Unabhängigkeit muss bleiben
Der Vizepräsident der Bundeskammer der ZiviltechnikerInnen, Dipl.Ing. Rudolf Kolbe, sagt: „Wir wollen keine Beteiligungen von Großkonzernen, die uns dann unsere Arbeit diktieren. Die Unabhängigkeit der Freien Berufe muss bleiben!“
Kolbe weist auf die sogenannte Asymmetrie der Freien Berufe hin. „Die Kunden können unsere Arbeit, zum Beispiel als Vermessungstechniker, nicht genau einschätzen. Sie müssen sich auf uns verlassen können. Und das können sie.“

EU-Pläne
Mag. Marc Fähndrich, Wirtschaftsexperte der EU-Kommissionsvertretung in Österreich, sieht in den Interdisziplinären Gesellschaften eine Chance.
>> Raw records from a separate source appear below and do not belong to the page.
//! Persistence layer: entity models, the [`EntityStore`] contract and its
//! PostgreSQL and in-memory implementations.

use sqlx::postgres::PgPoolOptions;

pub mod models;
pub mod repositories;
pub mod store;

pub use store::memory::MemoryStore;
pub use store::pg::PgStore;
pub use store::{EntityStore, StoreError, StoreResult};

pub type DbPool = sqlx::PgPool;

/// Create a connection pool from a database URL.
pub async fn create_pool(database_url: &str) -> Result<DbPool, sqlx::Error> {
    PgPoolOptions::new()
        .max_connections(20)
        .connect(database_url)
        .await
}

/// Round-trip a trivial query to confirm the database is reachable.
pub async fn health_check(pool: &DbPool) -> Result<(), sqlx::Error> {
    sqlx::query("SELECT 1").execute(pool).await?;
    Ok(())
}

/// Apply all pending migrations from `crates/db/migrations`.
pub async fn run_migrations(pool: &DbPool) -> Result<(), sqlx::migrate::MigrateError> {
    sqlx::migrate!("./migrations").run(pool).await
}
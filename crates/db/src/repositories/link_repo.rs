//! Repositories for `project_trade_links` and `rolodex_links`.
//!
//! Both tables carry a unique constraint on their pair of ids; `ensure`
//! inserts with `ON CONFLICT DO NOTHING` and falls back to reading the row
//! that won, so concurrent callers always converge on one record.

use sitelink_core::types::DbId;
use sqlx::PgPool;

use crate::models::link::{
    NewProjectTradeLink, NewRolodexLink, ProjectTradeKey, ProjectTradeLink, RolodexKey,
    RolodexLink,
};

// ---------------------------------------------------------------------------
// ProjectTradeLinkRepo
// ---------------------------------------------------------------------------

/// Column list for `project_trade_links` queries.
const PROJECT_TRADE_COLUMNS: &str = "id, project_id, trade_profile_id, added_by, created_at";

/// Provides operations for project/trade associations.
pub struct ProjectTradeLinkRepo;

impl ProjectTradeLinkRepo {
    /// Return the link for `input.key`, creating it if absent.
    pub async fn ensure(
        pool: &PgPool,
        input: &NewProjectTradeLink,
    ) -> Result<ProjectTradeLink, sqlx::Error> {
        let query = format!(
            "INSERT INTO project_trade_links (project_id, trade_profile_id, added_by) \
             VALUES ($1, $2, $3) \
             ON CONFLICT ON CONSTRAINT uq_project_trade_links_pair DO NOTHING \
             RETURNING {PROJECT_TRADE_COLUMNS}"
        );
        let inserted = sqlx::query_as::<_, ProjectTradeLink>(&query)
            .bind(input.key.project_id)
            .bind(input.key.trade_profile_id)
            .bind(input.added_by)
            .fetch_optional(pool)
            .await?;

        match inserted {
            Some(link) => Ok(link),
            None => Self::find_by_key(pool, input.key)
                .await?
                .ok_or(sqlx::Error::RowNotFound),
        }
    }

    pub async fn find_by_key(
        pool: &PgPool,
        key: ProjectTradeKey,
    ) -> Result<Option<ProjectTradeLink>, sqlx::Error> {
        let query = format!(
            "SELECT {PROJECT_TRADE_COLUMNS} FROM project_trade_links \
             WHERE project_id = $1 AND trade_profile_id = $2"
        );
        sqlx::query_as::<_, ProjectTradeLink>(&query)
            .bind(key.project_id)
            .bind(key.trade_profile_id)
            .fetch_optional(pool)
            .await
    }

    /// List every trade link of a project, oldest first.
    pub async fn list_by_project(
        pool: &PgPool,
        project_id: DbId,
    ) -> Result<Vec<ProjectTradeLink>, sqlx::Error> {
        let query = format!(
            "SELECT {PROJECT_TRADE_COLUMNS} FROM project_trade_links \
             WHERE project_id = $1 ORDER BY id"
        );
        sqlx::query_as::<_, ProjectTradeLink>(&query)
            .bind(project_id)
            .fetch_all(pool)
            .await
    }
}

// ---------------------------------------------------------------------------
// RolodexLinkRepo
// ---------------------------------------------------------------------------

/// Column list for `rolodex_links` queries.
const ROLODEX_COLUMNS: &str = "id, gc_profile_id, trade_profile_id, source, created_at";

/// Provides operations for GC/trade rolodex associations.
pub struct RolodexLinkRepo;

impl RolodexLinkRepo {
    /// Return the link for `input.key`, creating it if absent. An existing
    /// link keeps its original `source`.
    pub async fn ensure(pool: &PgPool, input: &NewRolodexLink) -> Result<RolodexLink, sqlx::Error> {
        let query = format!(
            "INSERT INTO rolodex_links (gc_profile_id, trade_profile_id, source) \
             VALUES ($1, $2, $3) \
             ON CONFLICT ON CONSTRAINT uq_rolodex_links_pair DO NOTHING \
             RETURNING {ROLODEX_COLUMNS}"
        );
        let inserted = sqlx::query_as::<_, RolodexLink>(&query)
            .bind(input.key.gc_profile_id)
            .bind(input.key.trade_profile_id)
            .bind(input.source.as_str())
            .fetch_optional(pool)
            .await?;

        match inserted {
            Some(link) => Ok(link),
            None => Self::find_by_key(pool, input.key)
                .await?
                .ok_or(sqlx::Error::RowNotFound),
        }
    }

    pub async fn find_by_key(
        pool: &PgPool,
        key: RolodexKey,
    ) -> Result<Option<RolodexLink>, sqlx::Error> {
        let query = format!(
            "SELECT {ROLODEX_COLUMNS} FROM rolodex_links \
             WHERE gc_profile_id = $1 AND trade_profile_id = $2"
        );
        sqlx::query_as::<_, RolodexLink>(&query)
            .bind(key.gc_profile_id)
            .bind(key.trade_profile_id)
            .fetch_optional(pool)
            .await
    }

    /// List a GC's rolodex, oldest first.
    pub async fn list_by_gc(
        pool: &PgPool,
        gc_profile_id: DbId,
    ) -> Result<Vec<RolodexLink>, sqlx::Error> {
        let query = format!(
            "SELECT {ROLODEX_COLUMNS} FROM rolodex_links WHERE gc_profile_id = $1 ORDER BY id"
        );
        sqlx::query_as::<_, RolodexLink>(&query)
            .bind(gc_profile_id)
            .fetch_all(pool)
            .await
    }
}
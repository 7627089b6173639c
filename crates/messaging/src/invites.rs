//! Sending and accepting onboarding invites.

use chrono::Utc;
use serde::Serialize;
use sitelink_core::cache::{CacheTag, Mutation};
use sitelink_core::error::CoreError;
use sitelink_core::invites::{generate_invite_token, invite_link, validate_invite_input};
use sitelink_core::roles::{LinkSource, ProfileRole};
use sitelink_core::types::DbId;
use sitelink_db::models::invite::{Invite, NewInvite};
use sitelink_db::models::link::RolodexLink;
use sitelink_db::EntityStore;

use crate::error::{ServiceError, ServiceResult};
use crate::links::ensure_rolodex_link;

/// Token collisions are retried this many times before giving up.
const TOKEN_ATTEMPTS: usize = 3;

/// Who is sending an invite.
#[derive(Debug, Clone, Copy)]
pub struct InviteSender {
    pub user_id: DbId,
    pub profile_id: DbId,
}

/// Input for [`create_invite`].
#[derive(Debug, Clone)]
pub struct CreateInvite {
    pub invited_name: String,
    pub invited_phone: Option<String>,
    pub invite_role: ProfileRole,
}

/// A stored invite and the link to send to the invitee.
#[derive(Debug, Clone, Serialize)]
pub struct SentInvite {
    pub invite: Invite,
    pub link: String,
}

#[derive(Debug, Clone, Serialize)]
pub struct AcceptedInvite {
    pub invite: Invite,
    /// Set when a trade accepted a GC's invite.
    pub rolodex_link: Option<RolodexLink>,
}

/// Record an invite and build its onboarding link.
pub async fn create_invite(
    store: &dyn EntityStore,
    sender: InviteSender,
    input: CreateInvite,
    origin: &str,
) -> ServiceResult<Mutation<SentInvite>> {
    validate_invite_input(&input.invited_name, input.invited_phone.as_deref())
        .map_err(CoreError::Validation)?;

    let profile = store
        .find_profile(sender.profile_id)
        .await?
        .ok_or_else(|| CoreError::not_found("Profile", sender.profile_id))?;
    if profile.user_id != sender.user_id {
        return Err(CoreError::Forbidden(format!(
            "Profile {} does not belong to user {}",
            profile.id, sender.user_id
        ))
        .into());
    }

    let mut attempt = 0;
    let invite = loop {
        attempt += 1;
        let new = NewInvite {
            invited_name: input.invited_name.trim().to_string(),
            invited_phone: input.invited_phone.clone(),
            invite_role: input.invite_role,
            token: generate_invite_token(),
            sent_by_user_id: sender.user_id,
            sent_by_profile_id: sender.profile_id,
        };
        match store.create_invite(&new).await.map_err(ServiceError::from) {
            Ok(invite) => break invite,
            Err(ServiceError::Core(CoreError::Conflict(_))) if attempt < TOKEN_ATTEMPTS => {
                tracing::warn!(attempt, "Invite token collision, retrying");
            }
            Err(e) => return Err(e),
        }
    };

    tracing::info!(
        invite_id = invite.id,
        sent_by_profile_id = sender.profile_id,
        role = %invite.invite_role,
        "Invite created"
    );

    let link = invite_link(origin, &invite.token);
    Ok(Mutation::new(
        SentInvite { invite, link },
        vec![CacheTag::Invites(sender.profile_id)],
    ))
}

/// Look up an invite by its token.
pub async fn find_invite(store: &dyn EntityStore, token: &str) -> ServiceResult<Invite> {
    store
        .find_invite_by_token(token)
        .await?
        .ok_or_else(|| {
            CoreError::NotFoundByKey {
                entity: "Invite",
                key: token.to_string(),
            }
            .into()
        })
}

/// Invites sent by a profile, newest first.
pub async fn list_sent_invites(
    store: &dyn EntityStore,
    profile_id: DbId,
) -> ServiceResult<Vec<Invite>> {
    Ok(store.list_invites_by_sender(profile_id).await?)
}

/// Accept an invite on behalf of `accepting_profile_id`.
///
/// The accepting profile must have the invited role. The `sent -> accepted`
/// transition happens once; a second accept is a conflict. When a trade accepts a GC's invite the two are linked in the
/// GC's rolodex.
pub async fn accept_invite(
    store: &dyn EntityStore,
    token: &str,
    accepting_profile_id: DbId,
) -> ServiceResult<Mutation<AcceptedInvite>> {
    let invite = find_invite(store, token).await?;
    if !invite.is_pending() {
        return Err(CoreError::Conflict(format!("Invite {} was already accepted", invite.id)).into());
    }

    let acceptor = store
        .find_profile(accepting_profile_id)
        .await?
        .ok_or_else(|| CoreError::not_found("Profile", accepting_profile_id))?;
    if acceptor.role != invite.invite_role {
        return Err(CoreError::Validation(format!(
            "Invite {} is for a {} profile, not a {}",
            invite.id, invite.invite_role, acceptor.role
        ))
        .into());
    }
    let sender = store
        .find_profile(invite.sent_by_profile_id)
        .await?
        .ok_or_else(|| CoreError::not_found("Profile", invite.sent_by_profile_id))?;

    let invite = store
        .accept_invite(invite.id, acceptor.id, Utc::now())
        .await?
        .ok_or_else(|| CoreError::Conflict(format!("Invite {} was already accepted", invite.id)))?;

    let mut tags = vec![CacheTag::Invites(invite.sent_by_profile_id)];
    let rolodex_link = if sender.is_general_contractor() && acceptor.is_trade() {
        let link = ensure_rolodex_link(store, sender.id, acceptor.id, LinkSource::Invite).await?;
        tags.extend(link.invalidates);
        Some(link.value)
    } else {
        None
    };

    tracing::info!(
        invite_id = invite.id,
        accepted_by_profile_id = acceptor.id,
        linked = rolodex_link.is_some(),
        "Invite accepted"
    );

    Ok(Mutation::new(
        AcceptedInvite {
            invite,
            rolodex_link,
        },
        tags,
    ))
}
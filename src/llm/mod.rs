//! Reply generation for chat mode.
//!
//! [`respond`] never fails: every [`LlmError`] maps to one of three canned replies
//! chosen by cause, so the avatar always has something to say.

pub mod gemini;

use async_trait::async_trait;

pub use gemini::GeminiClient;

/// Reply when the model cannot be reached or answers with an error status.
pub const REPLY_UNREACHABLE: &str =
    "I'm sorry, I'm having trouble connecting to my brain right now. Please try again later.";

/// Reply when the model refuses the prompt on safety grounds.
pub const REPLY_BLOCKED: &str =
    "I'm sorry, I can't respond to that request. It may contain inappropriate content.";

/// Reply when the model answers with something unparseable.
pub const REPLY_UNEXPECTED: &str =
    "I'm not sure how to respond to that. Could you try asking something else?";

/// Stable error codes for programmatic handling.
pub mod error_codes {
    /// No API key configured.
    pub const MISSING_API_KEY: &str = "MISSING_API_KEY";
    /// Transport failure.
    pub const REQUEST_FAILED: &str = "REQUEST_FAILED";
    /// Request exceeded its timeout.
    pub const TIMEOUT: &str = "TIMEOUT";
    /// Non-success HTTP status.
    pub const HTTP_STATUS: &str = "HTTP_STATUS";
    /// Safety filter blocked the prompt.
    pub const BLOCKED: &str = "BLOCKED";
    /// Body did not contain reply text.
    pub const INVALID_RESPONSE: &str = "INVALID_RESPONSE";
}

/// Errors produced while generating a reply.
///
/// The Display impl formats as `[CODE] message`.
#[derive(Debug, thiserror::Error)]
pub enum LlmError {
    /// No API key configured.
    #[error("[{}] API key is not configured", error_codes::MISSING_API_KEY)]
    MissingApiKey,

    /// Transport failure.
    #[error("[{}] {}", error_codes::REQUEST_FAILED, .0)]
    Request(String),

    /// Request exceeded its timeout.
    #[error("[{}] no reply within {} s", error_codes::TIMEOUT, .0)]
    Timeout(u64),

    /// Non-success HTTP status.
    #[error("[{}] HTTP {status}: {message}", error_codes::HTTP_STATUS)]
    Http {
        /// Status code.
        status: u16,
        /// Error text extracted from the body.
        message: String,
    },

    /// The prompt was blocked, with the reported reason.
    #[error("[{}] prompt blocked: {}", error_codes::BLOCKED, .0)]
    Blocked(String),

    /// The body did not contain reply text.
    #[error("[{}] {}", error_codes::INVALID_RESPONSE, .0)]
    InvalidResponse(String),
}

impl LlmError {
    /// Returns the stable error code for this error.
    pub fn code(&self) -> &'static str {
        match self {
            LlmError::MissingApiKey => error_codes::MISSING_API_KEY,
            LlmError::Request(_) => error_codes::REQUEST_FAILED,
            LlmError::Timeout(_) => error_codes::TIMEOUT,
            LlmError::Http { .. } => error_codes::HTTP_STATUS,
            LlmError::Blocked(_) => error_codes::BLOCKED,
            LlmError::InvalidResponse(_) => error_codes::INVALID_RESPONSE,
        }
    }

    /// The canned reply spoken in place of a model answer.
    pub fn fallback_reply(&self) -> &'static str {
        match self {
            LlmError::MissingApiKey
            | LlmError::Request(_)
            | LlmError::Timeout(_)
            | LlmError::Http { .. } => REPLY_UNREACHABLE,
            LlmError::Blocked(_) => REPLY_BLOCKED,
            LlmError::InvalidResponse(_) => REPLY_UNEXPECTED,
        }
    }
}

/// A hosted language model that turns a user message into a reply.
#[async_trait]
pub trait ReplyGenerator: Send + Sync {
    /// Name for logs and diagnostics.
    fn name(&self) -> &str;

    /// Generate a reply to `prompt`.
    async fn generate(&self, prompt: &str) -> Result<String, LlmError>;
}

/// Generate a reply, substituting the matching canned reply on any failure.
pub async fn respond(generator: &dyn ReplyGenerator, prompt: &str) -> String {
    let started = std::time::Instant::now();
    match generator.generate(prompt).await {
        Ok(reply) => {
            tracing::info!(
                model = generator.name(),
                chars = reply.chars().count(),
                elapsed_ms = started.elapsed().as_millis() as u64,
                "reply generated"
            );
            reply
        }
        Err(e) => {
            tracing::warn!(
                model = generator.name(),
                code = e.code(),
                error = %e,
                "reply generation failed, using canned reply"
            );
            e.fallback_reply().to_owned()
        }
    }
}

#[cfg(test)]
mod tests {
    #![allow(clippy::unwrap_used, clippy::expect_used, clippy::panic)]

    use super::*;

    struct Scripted(std::sync::Mutex<Option<Result<String, LlmError>>>);

    impl Scripted {
        fn new(outcome: Result<String, LlmError>) -> Self {
            Self(std::sync::Mutex::new(Some(outcome)))
        }
    }

    #[async_trait]
    impl ReplyGenerator for Scripted {
        fn name(&self) -> &str {
            "scripted"
        }

        async fn generate(&self, _prompt: &str) -> Result<String, LlmError> {
            self.0
                .lock()
                .unwrap()
                .take()
                .unwrap_or_else(|| Err(LlmError::InvalidResponse("exhausted".into())))
        }
    }

    #[tokio::test]
    async fn success_passes_reply_through() {
        let generator = Scripted::new(Ok("Hi! How can I help?".into()));
        assert_eq!(respond(&generator, "Hello").await, "Hi! How can I help?");
    }

    #[tokio::test]
    async fn each_cause_maps_to_its_canned_reply() {
        let cases = vec![
            (LlmError::MissingApiKey, REPLY_UNREACHABLE),
            (LlmError::Request("dns".into()), REPLY_UNREACHABLE),
            (LlmError::Timeout(30), REPLY_UNREACHABLE),
            (
                LlmError::Http {
                    status: 503,
                    message: "overloaded".into(),
                },
                REPLY_UNREACHABLE,
            ),
            (LlmError::Blocked("SAFETY".into()), REPLY_BLOCKED),
            (LlmError::InvalidResponse("no candidates".into()), REPLY_UNEXPECTED),
        ];
        for (error, expected) in cases {
            let code = error.code();
            let reply = respond(&Scripted::new(Err(error)), "x").await;
            assert_eq!(reply, expected, "code {code}");
        }
    }

    #[test]
    fn display_includes_code() {
        let err = LlmError::Timeout(30);
        assert_eq!(err.to_string(), "[TIMEOUT] no reply within 30 s");
        assert_eq!(LlmError::MissingApiKey.code(), "MISSING_API_KEY");
    }
}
Eine Chance für junge Menschen, mit einer Teilzeitbeschäftigung auch Zeit für ihre Familie zu haben.
„Die kleinen Einheiten der Freien Berufe werden trotzdem überleben; die Kunden können es sich ja aussuchen, zu wem sie gehen.“

„Keine Mc Donaldisierung“
Das sehen die Vertreter der Freien Berufe bei der Podiumsdiskussion anders:
„Die Großen schlucken die Kleinen, das sind keine fairen Chancen für die Kleinen. “, sagt BUKO-Präsident Frühwirth.
Der Pressesprecher der Österreichischen Ärztekammer, Michael Heinrich, warnt: „Wir wollen keine McDonaldisierung der Freien Berufe!“

Kontakt mit Brüssel
EU-Kommissionsvertreter Marc Fähndrich meint zum Ende des BUKO-Symposiums am 18.5.2017 im Wiener Juridicum, er nehme die Bedenken der Freien Berufe mit und werde sie auch bei seinen regelmäßigen Besuchen in Brüssel zur Sprache bringen.